I couldn't help but think of that tonight with my eldest daughter. She is the kind of personality that is fairly easy going, and self sufficient. She is affectionate and sweet, but is also usually fine figuring things out herself if necessary and at being independent-especially as her sweet younger sister can tend to be more attached, and likes to stay close to me most of the time. But lately, as Isla has ventured out, Addy has seemed to be in need of a bit more attention, which is funny, as I was literally telling Lester the other day that I thought I needed to take her out, just the two of us; not because anything had happened, but just bc we haven't done so in a while.

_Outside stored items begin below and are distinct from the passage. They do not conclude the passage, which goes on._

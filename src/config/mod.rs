//! Configuration merge system
//!
//! Implements the 3-layer configuration merge:
//! 1. Built-in defaults
//! 2. Config file (TOML, passed with `--config`)
//! 3. CLI flags

mod defaults;
mod merge;

use std::fs;
use std::net::SocketAddr;
use std::path::Path;

use jrpc_dispatch::DispatchConfig;
use serde::{Deserialize, Serialize};
use serde_json::Value;

pub use defaults::BuiltinDefaults;
pub use merge::{deep_merge, merge_layers};

/// Effective server configuration after merging all layers.
#[derive(Debug, Clone, PartialEq, Serialize, Deserialize)]
pub struct ServerConfig {
    pub server: ServerSection,
    pub dispatch: DispatchConfig,
    pub log: LogSection,
}

/// `[server]` table.
#[derive(Debug, Clone, PartialEq, Serialize, Deserialize)]
pub struct ServerSection {
    /// Socket address the HTTP transport binds to.
    pub listen: String,
}

/// `[log]` table.
#[derive(Debug, Clone, PartialEq, Serialize, Deserialize)]
pub struct LogSection {
    /// `tracing_subscriber::EnvFilter` directive; `RUST_LOG` takes precedence.
    pub filter: String,
}

/// Values supplied on the command line (layer 3).
#[derive(Debug, Clone, Default)]
pub struct CliOverrides {
    pub listen: Option<String>,
    pub max_body_bytes: Option<u64>,
}

impl CliOverrides {
    fn to_value(&self) -> Value {
        let mut value = serde_json::json!({});
        if let Some(listen) = &self.listen {
            value["server"] = serde_json::json!({ "listen": listen });
        }
        if let Some(max) = self.max_body_bytes {
            value["dispatch"] = serde_json::json!({ "max_body_bytes": max });
        }
        value
    }
}

impl Default for ServerConfig {
    fn default() -> Self {
        let defaults = BuiltinDefaults::default();
        Self {
            server: ServerSection {
                listen: defaults.listen,
            },
            dispatch: DispatchConfig {
                max_body_bytes: defaults.max_body_bytes,
            },
            log: LogSection {
                filter: defaults.log_filter,
            },
        }
    }
}

impl ServerConfig {
    /// Build the effective config from defaults, an optional file and CLI flags.
    pub fn load(path: Option<&Path>, overrides: &CliOverrides) -> Result<Self, ConfigError> {
        let mut layers = vec![BuiltinDefaults::default().to_value()];

        if let Some(path) = path {
            let contents = fs::read_to_string(path)
                .map_err(|e| ConfigError::IoError(format!("{}: {}", path.display(), e)))?;
            layers.push(parse_toml(&contents)?);
        }

        layers.push(overrides.to_value());
        Self::from_layers(layers)
    }

    /// Build the effective config from defaults plus TOML text.
    pub fn from_toml_str(contents: &str) -> Result<Self, ConfigError> {
        Self::from_layers(vec![BuiltinDefaults::default().to_value(), parse_toml(contents)?])
    }

    fn from_layers(layers: Vec<Value>) -> Result<Self, ConfigError> {
        let merged = merge_layers(layers);
        let config: ServerConfig = serde_json::from_value(merged)
            .map_err(|e| ConfigError::ParseError(format!("invalid configuration: {}", e)))?;
        config.validate()?;
        Ok(config)
    }

    /// The parsed listen address.
    pub fn listen_addr(&self) -> Result<SocketAddr, ConfigError> {
        self.server.listen.parse().map_err(|e| {
            ConfigError::ValidationError(format!(
                "server.listen '{}' is not a socket address: {}",
                self.server.listen, e
            ))
        })
    }

    fn validate(&self) -> Result<(), ConfigError> {
        self.listen_addr()?;

        if self.dispatch.max_body_bytes == 0 {
            return Err(ConfigError::ValidationError(
                "dispatch.max_body_bytes must be greater than 0".to_string(),
            ));
        }

        Ok(())
    }
}

fn parse_toml(contents: &str) -> Result<Value, ConfigError> {
    let toml_value: toml::Value = toml::from_str(contents)
        .map_err(|e| ConfigError::ParseError(format!("TOML parse error: {}", e)))?;
    Ok(toml_to_json(toml_value))
}

/// Convert TOML Value to JSON Value
fn toml_to_json(toml: toml::Value) -> Value {
    match toml {
        toml::Value::String(s) => Value::String(s),
        toml::Value::Integer(i) => Value::Number(i.into()),
        toml::Value::Float(f) => serde_json::Number::from_f64(f)
            .map(Value::Number)
            .unwrap_or(Value::Null),
        toml::Value::Boolean(b) => Value::Bool(b),
        toml::Value::Datetime(dt) => Value::String(dt.to_string()),
        toml::Value::Array(arr) => Value::Array(arr.into_iter().map(toml_to_json).collect()),
        toml::Value::Table(table) => Value::Object(
            table
                .into_iter()
                .map(|(k, v)| (k, toml_to_json(v)))
                .collect(),
        ),
    }
}

/// Configuration errors
#[derive(Debug, thiserror::Error)]
pub enum ConfigError {
    #[error("IO error: {0}")]
    IoError(String),

    #[error("Parse error: {0}")]
    ParseError(String),

    #[error("Validation error: {0}")]
    ValidationError(String),
}

#[cfg(test)]
mod tests {
    use super::*;

    #[test]
    fn test_load_defaults_only() {
        let config = ServerConfig::load(None, &CliOverrides::default()).unwrap();
        assert_eq!(config, ServerConfig::default());
        assert_eq!(config.listen_addr().unwrap().port(), 8080);
    }

    #[test]
    fn test_cli_override_wins() {
        let overrides = CliOverrides {
            listen: Some("127.0.0.1:9000".to_string()),
            max_body_bytes: Some(4096),
        };
        let config = ServerConfig::load(None, &overrides).unwrap();

        assert_eq!(config.server.listen, "127.0.0.1:9000");
        assert_eq!(config.dispatch.max_body_bytes, 4096);
        assert_eq!(config.log.filter, "info");
    }

    #[test]
    fn test_partial_toml_keeps_defaults() {
        let config = ServerConfig::from_toml_str("[log]\nfilter = \"debug\"\n").unwrap();
        assert_eq!(config.log.filter, "debug");
        assert_eq!(config.server.listen, "0.0.0.0:8080");
    }

    #[test]
    fn test_invalid_listen_rejected() {
        let err = ServerConfig::from_toml_str("[server]\nlisten = \"nowhere\"\n").unwrap_err();
        assert!(matches!(err, ConfigError::ValidationError(_)));
        assert!(err.to_string().contains("server.listen"));
    }

    #[test]
    fn test_zero_body_limit_rejected() {
        let err = ServerConfig::from_toml_str("[dispatch]\nmax_body_bytes = 0\n").unwrap_err();
        assert!(err.to_string().contains("max_body_bytes"));
    }

    #[test]
    fn test_wrong_type_is_parse_error() {
        let err =
            ServerConfig::from_toml_str("[dispatch]\nmax_body_bytes = \"lots\"\n").unwrap_err();
        assert!(matches!(err, ConfigError::ParseError(_)));
    }

    #[test]
    fn test_toml_to_json_tables() {
        let value = parse_toml("a = 1\n[b]\nc = [true, 2.5]\n").unwrap();
        assert_eq!(value, serde_json::json!({"a": 1, "b": {"c": [true, 2.5]}}));
    }
}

Then today, she confirmed this need when I came home from a long appointment with my Grandma to a teary eyed, emotional girl who said she just needed 'some time with Mommy.' The thing is, life can't and won't just stop and things still need to get done. So I told her I took her aside, cuddled her, and told her I am so excited to take her out soon, but for now she could help me make dinner if she wanted-and this absolutely made her night. It was such a simple thing. But the whole time I helped her grate carrots, measure out the rice and stir sauces she kept profusely thanking me, and telling me I was 'the best Mommy EVER.'
And of course, I'm tempted to feel bad at how easily pleased she is and like maybe I need to do more. But then I realize that maybe that is just part of the responsibility aspect-and that even if its a lot of work and I always want to do more, we do actually do a lot of fun things that are for good for her-and that maybe even simple, boring moments like this can be still be special. Especially bc I remember them being special with my Mom. I remember the special trips and activities too, but I also remember how special it was to be able to bake with Mom. Its things like this that make me feel so, SO lucky to be part of the promise that makes me her Mom and confidant. It is a hard earned promise at times, but truly a privilege above all others.

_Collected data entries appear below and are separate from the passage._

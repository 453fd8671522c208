//! Method registry.
//!
//! Methods are grouped by service and addressed as `Service.Method`. The
//! registry is assembled once with a [`RegistryBuilder`] and then frozen;
//! the frozen [`Registry`] has no mutating operations and is shared
//! read-only across concurrent requests.
//!
//! # Example
//!
//! ```ignore
//! let mut builder = RegistryBuilder::new();
//! builder
//!     .service("Health")?
//!     .method("Check", || -> MethodResult<&'static str> { Ok("OK!") })?;
//! builder.register("Math.Add", |a: i64, b: i64| -> MethodResult<i64> { Ok(a + b) })?;
//! let registry = builder.build();
//! ```

use std::collections::HashMap;
use std::fmt;
use std::sync::Arc;

use jrpc_protocol::RpcError;

use crate::method::{IntoMethod, Method};

/// Separator between the service and method segments of a name.
pub const NAME_SEPARATOR: char = '.';

/// Errors raised while registering methods.
#[derive(Debug, Clone, PartialEq, Eq, thiserror::Error)]
pub enum RegistrationError {
    #[error("service name cannot be empty")]
    EmptyServiceName,

    #[error("method name cannot be empty")]
    EmptyMethodName,

    #[error("service name '{0}' cannot contain '.'")]
    DottedServiceName(String),

    #[error("method name '{0}' cannot contain '.'")]
    DottedMethodName(String),

    #[error("method name '{0}' needs to have format service.method")]
    MalformedName(String),
}

/// Reasons a dotted name fails to resolve.
#[derive(Debug, Clone, PartialEq, Eq, thiserror::Error)]
pub enum LookupError {
    #[error("method name '{0}' is not of the form service.method")]
    MalformedName(String),

    #[error("service '{0}' does not exist")]
    UnknownService(String),

    #[error("method '{method}' does not exist on service '{service}'")]
    UnknownMethod { service: String, method: String },
}

impl From<LookupError> for RpcError {
    fn from(err: LookupError) -> Self {
        match err {
            LookupError::MalformedName(_) => RpcError::malformed_method_name(),
            LookupError::UnknownService(service) => RpcError::service_not_found(&service),
            LookupError::UnknownMethod { method, .. } => RpcError::method_not_found(&method),
        }
    }
}

fn validate_service_name(name: &str) -> Result<(), RegistrationError> {
    if name.is_empty() {
        return Err(RegistrationError::EmptyServiceName);
    }
    if name.contains(NAME_SEPARATOR) {
        return Err(RegistrationError::DottedServiceName(name.to_string()));
    }
    Ok(())
}

fn validate_method_name(name: &str) -> Result<(), RegistrationError> {
    if name.is_empty() {
        return Err(RegistrationError::EmptyMethodName);
    }
    if name.contains(NAME_SEPARATOR) {
        return Err(RegistrationError::DottedMethodName(name.to_string()));
    }
    Ok(())
}

type ServiceMethods = HashMap<String, Arc<dyn Method>>;

/// Mutable registry used during startup.
#[derive(Default)]
pub struct RegistryBuilder {
    services: HashMap<String, ServiceMethods>,
}

impl RegistryBuilder {
    pub fn new() -> Self {
        Self::default()
    }

    /// Open (or reopen) a service for method registration.
    pub fn service(&mut self, name: &str) -> Result<ServiceBuilder<'_>, RegistrationError> {
        validate_service_name(name)?;
        let methods = self.services.entry(name.to_string()).or_default();
        Ok(ServiceBuilder {
            service: name.to_string(),
            methods,
        })
    }

    /// Register a handler under a full `Service.Method` name.
    ///
    /// A previous registration under the same name is replaced.
    pub fn register<H, Args>(
        &mut self,
        name: &str,
        handler: H,
    ) -> Result<&mut Self, RegistrationError>
    where
        H: IntoMethod<Args>,
    {
        let (service, method) = name
            .split_once(NAME_SEPARATOR)
            .ok_or_else(|| RegistrationError::MalformedName(name.to_string()))?;
        self.service(service)?.method(method, handler)?;
        Ok(self)
    }

    /// Freeze the registry.
    pub fn build(self) -> Registry {
        Registry {
            services: self.services,
        }
    }
}

/// Registers methods under one service name.
pub struct ServiceBuilder<'a> {
    service: String,
    methods: &'a mut ServiceMethods,
}

impl ServiceBuilder<'_> {
    /// Register `handler` as `<service>.<name>`.
    ///
    /// A previous registration under the same name is replaced.
    pub fn method<H, Args>(
        &mut self,
        name: &str,
        handler: H,
    ) -> Result<&mut Self, RegistrationError>
    where
        H: IntoMethod<Args>,
    {
        validate_method_name(name)?;
        let method = handler.into_method();
        tracing::debug!(
            service = %self.service,
            method = %name,
            arity = method.arity(),
            "registering method"
        );
        if self.methods.insert(name.to_string(), method).is_some() {
            tracing::debug!(service = %self.service, method = %name, "replaced existing method");
        }
        Ok(self)
    }
}

/// Frozen, read-only set of registered methods.
pub struct Registry {
    services: HashMap<String, ServiceMethods>,
}

impl Registry {
    /// Resolve a dotted name to its method.
    ///
    /// The name is split at every `.`; the first segment is the service and
    /// the second the method. Further segments are ignored, so `A.b.c`
    /// resolves the same as `A.b`.
    pub fn resolve(&self, name: &str) -> Result<&dyn Method, LookupError> {
        let mut segments = name.split(NAME_SEPARATOR);
        let (service, method) = match (segments.next(), segments.next()) {
            (Some(service), Some(method)) => (service, method),
            _ => return Err(LookupError::MalformedName(name.to_string())),
        };

        let methods = self
            .services
            .get(service)
            .ok_or_else(|| LookupError::UnknownService(service.to_string()))?;

        methods
            .get(method)
            .map(|m| m.as_ref())
            .ok_or_else(|| LookupError::UnknownMethod {
                service: service.to_string(),
                method: method.to_string(),
            })
    }

    /// Whether a dotted name resolves.
    pub fn contains(&self, name: &str) -> bool {
        self.resolve(name).is_ok()
    }

    /// All registered `Service.Method` names, sorted.
    pub fn method_names(&self) -> Vec<String> {
        let mut names: Vec<String> = self
            .services
            .iter()
            .flat_map(|(service, methods)| {
                methods
                    .keys()
                    .map(move |method| format!("{}{}{}", service, NAME_SEPARATOR, method))
            })
            .collect();
        names.sort();
        names
    }

    /// Number of registered methods across all services.
    pub fn len(&self) -> usize {
        self.services.values().map(HashMap::len).sum()
    }

    pub fn is_empty(&self) -> bool {
        self.len() == 0
    }
}

impl fmt::Debug for Registry {
    fn fmt(&self, f: &mut fmt::Formatter<'_>) -> fmt::Result {
        f.debug_struct("Registry")
            .field("methods", &self.method_names())
            .finish()
    }
}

If I spend the rest of my life fulfilling my personal role [bc I know its different for everyone] as a caregiver-to her and her siblings, my husband, my parents, my friends, and all those I come in contact with-making people feel safe, loved, valued and included-I will consider this a life well lived and a mission very well accomplished. Because Lisa is right-these truly ARE privileges -not just promises.
Congrats to the newlyweds-love you both, and am excited for all the years of wonderful exciting things ahead!